Exercise requirements |
Pull out every line with the word "PipelineConfig" from the entries below.
((
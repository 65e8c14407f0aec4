//! Shared configuration types for CLI commands

use std::path::Path;

use serde::{Deserialize, Serialize};

use crate::{
    Result,
    adapters::JsonRepository,
    induction::InductionConfig,
    ports::Repository,
    solver::SolverConfig,
};

/// Configuration of the `pipeline` command, loadable from a JSON file.
///
/// Every section and field is optional in the file; missing values take
/// their defaults. Command-line flags override file values.
///
/// ```json
/// {
///   "solver": { "symmetry": true },
///   "induction": { "max_cause_size": 2, "min_support": 3, "parallel": true },
///   "progress": false
/// }
/// ```
#[derive(Debug, Clone, PartialEq, Serialize, Deserialize)]
#[serde(default)]
pub struct PipelineConfig {
    pub solver: SolverConfig,
    pub induction: InductionConfig,
    /// Whether to show a progress spinner
    pub progress: bool,
}

impl PipelineConfig {
    /// Load from a JSON file and validate.
    ///
    /// # Errors
    ///
    /// Returns [`crate::Error::InputNotFound`] for a missing file, a
    /// serialization error for malformed JSON and
    /// [`crate::Error::InvalidConfiguration`] for out-of-range values.
    pub fn load(path: &Path) -> Result<Self> {
        let config: PipelineConfig = JsonRepository::new().load(path)?;
        config.induction.validate()?;
        Ok(config)
    }
}

impl Default for PipelineConfig {
    fn default() -> Self {
        Self {
            solver: SolverConfig::default(),
            induction: InductionConfig::default(),
            progress: true,
        }
    }
}
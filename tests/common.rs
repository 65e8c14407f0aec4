//! Common test utilities for the ttt-rules test suite.

use std::sync::OnceLock;

use rand::{Rng, SeedableRng, rngs::StdRng};
use ttt_rules::{
    policy::{MoveClassification, MoveSet, Policy},
    solver::{SolverConfig, solve, solve_classified},
    tictactoe::BoardState,
};

/// Optimal-move policy of the full game, solved once per test binary.
pub fn full_policy() -> &'static Policy<MoveSet> {
    static POLICY: OnceLock<Policy<MoveSet>> = OnceLock::new();
    POLICY.get_or_init(|| solve(&BoardState::new(), &SolverConfig::default()).unwrap())
}

/// Win/Draw/Lose policy of the full game, solved once per test binary.
#[allow(dead_code)]
pub fn full_classified_policy() -> &'static Policy<MoveClassification> {
    static POLICY: OnceLock<Policy<MoveClassification>> = OnceLock::new();
    POLICY.get_or_init(|| solve_classified(&BoardState::new(), &SolverConfig::default()).unwrap())
}

/// Non-terminal states visited by random games from the empty board.
#[allow(dead_code)]
pub fn random_playout_states(seed: u64, games: usize) -> Vec<BoardState> {
    let mut rng = StdRng::seed_from_u64(seed);
    let mut states = Vec::new();
    for _ in 0..games {
        let mut state = BoardState::new();
        while !state.is_terminal() {
            states.push(state);
            let moves = state.legal_moves();
            let pos = moves[rng.random_range(0..moves.len())];
            state = state.make_move(pos).unwrap();
        }
    }
    states
}

/// Build a move set from a list of positions.
#[allow(dead_code)]
pub fn moves(positions: &[usize]) -> MoveSet {
    positions.iter().copied().collect()
}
))
Task output |
pub struct PipelineConfig {
impl PipelineConfig {
        let config: PipelineConfig = JsonRepository::new().load(path)?;
impl Default for PipelineConfig {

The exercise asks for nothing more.